== Assigned task ==
All records must be restated word for word.

(Stored data entries)
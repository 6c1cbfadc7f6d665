use std::fmt::{Display, Formatter};

use serde::{Deserialize, Serialize};

use crate::ValidationError;

const MAX_SYMBOL_LEN: usize = 15;

/// Exchange ticker symbol.
///
/// The symbol is trimmed but otherwise kept verbatim; screening treats it
/// as opaque beyond suffix/substring pattern checks, which are performed
/// on [`matching_form`](Symbol::matching_form).
#[derive(Debug, Clone, PartialEq, Eq, Hash, Serialize, Deserialize)]
#[serde(try_from = "String", into = "String")]
pub struct Symbol(String);

impl Symbol {
    /// Parse a raw ticker string, trimming surrounding whitespace.
    pub fn parse(input: &str) -> Result<Self, ValidationError> {
        let trimmed = input.trim();
        if trimmed.is_empty() {
            return Err(ValidationError::EmptySymbol);
        }

        let len = trimmed.chars().count();
        if len > MAX_SYMBOL_LEN {
            return Err(ValidationError::SymbolTooLong {
                len,
                max: MAX_SYMBOL_LEN,
            });
        }

        for (index, ch) in trimmed.chars().enumerate() {
            if !ch.is_ascii_graphic() {
                return Err(ValidationError::SymbolInvalidChar { ch, index });
            }
        }

        Ok(Self(trimmed.to_owned()))
    }

    pub fn as_str(&self) -> &str {
        &self.0
    }

    /// Upper-cased form used for exclusion pattern matching.
    pub fn matching_form(&self) -> String {
        self.0.to_ascii_uppercase()
    }
}

impl Display for Symbol {
    fn fmt(&self, f: &mut Formatter<'_>) -> std::fmt::Result {
        f.write_str(self.as_str())
    }
}

impl TryFrom<String> for Symbol {
    type Error = ValidationError;

    fn try_from(value: String) -> Result<Self, Self::Error> {
        Self::parse(&value)
    }
}

impl TryFrom<&str> for Symbol {
    type Error = ValidationError;

    fn try_from(value: &str) -> Result<Self, Self::Error> {
        Self::parse(value)
    }
}

impl From<Symbol> for String {
    fn from(value: Symbol) -> Self {
        value.0
    }
}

== Problem solution ==
repository 6c1cbfadc7f6d665
use std::fmt::{Display, Formatter};

use serde::{Deserialize, Serialize};

use crate::ValidationError;

const MAX_SYMBOL_LEN: usize = 15;

/// Exchange ticker symbol.
///
/// The symbol is trimmed but otherwise kept verbatim; screening treats it
/// as opaque beyond suffix/substring pattern checks, which are performed
/// on [`matching_form`](Symbol::matching_form).
#[derive(Debug, Clone, PartialEq, Eq, Hash, Serialize, Deserialize)]
#[serde(try_from = "String", into = "String")]
pub struct Symbol(String);

impl Symbol {
    /// Parse a raw ticker string, trimming surrounding whitespace.
    pub fn parse(input: &str) -> Result<Self, ValidationError> {
        let trimmed = input.trim();
        if trimmed.is_empty() {
            return Err(ValidationError::EmptySymbol);
        }

        let len = trimmed.chars().count();
        if len > MAX_SYMBOL_LEN {
            return Err(ValidationError::SymbolTooLong {
                len,
                max: MAX_SYMBOL_LEN,
            });
        }

        for (index, ch) in trimmed.chars().enumerate() {
            if !ch.is_ascii_graphic() {
                return Err(ValidationError::SymbolInvalidChar { ch, index });
            }
        }

        Ok(Self(trimmed.to_owned()))
    }

    pub fn as_str(&self) -> &str {
        &self.0
    }

    /// Upper-cased form used for exclusion pattern matching.
    pub fn matching_form(&self) -> String {
        self.0.to_ascii_uppercase()
    }
}

impl Display for Symbol {
    fn fmt(&self, f: &mut Formatter<'_>) -> std::fmt::Result {
        f.write_str(self.as_str())
    }
}

impl TryFrom<String> for Symbol {
    type Error = ValidationError;

    fn try_from(value: String) -> Result<Self, Self::Error> {
        Self::parse(&value)
    }
}

impl TryFrom<&str> for Symbol {
    type Error = ValidationError;

    fn try_from(value: &str) -> Result<Self, Self::Error> {
        Self::parse(value)
    }
}

impl From<Symbol> for String {
    fn from(value: Symbol) -> Self {
        value.0
    }
}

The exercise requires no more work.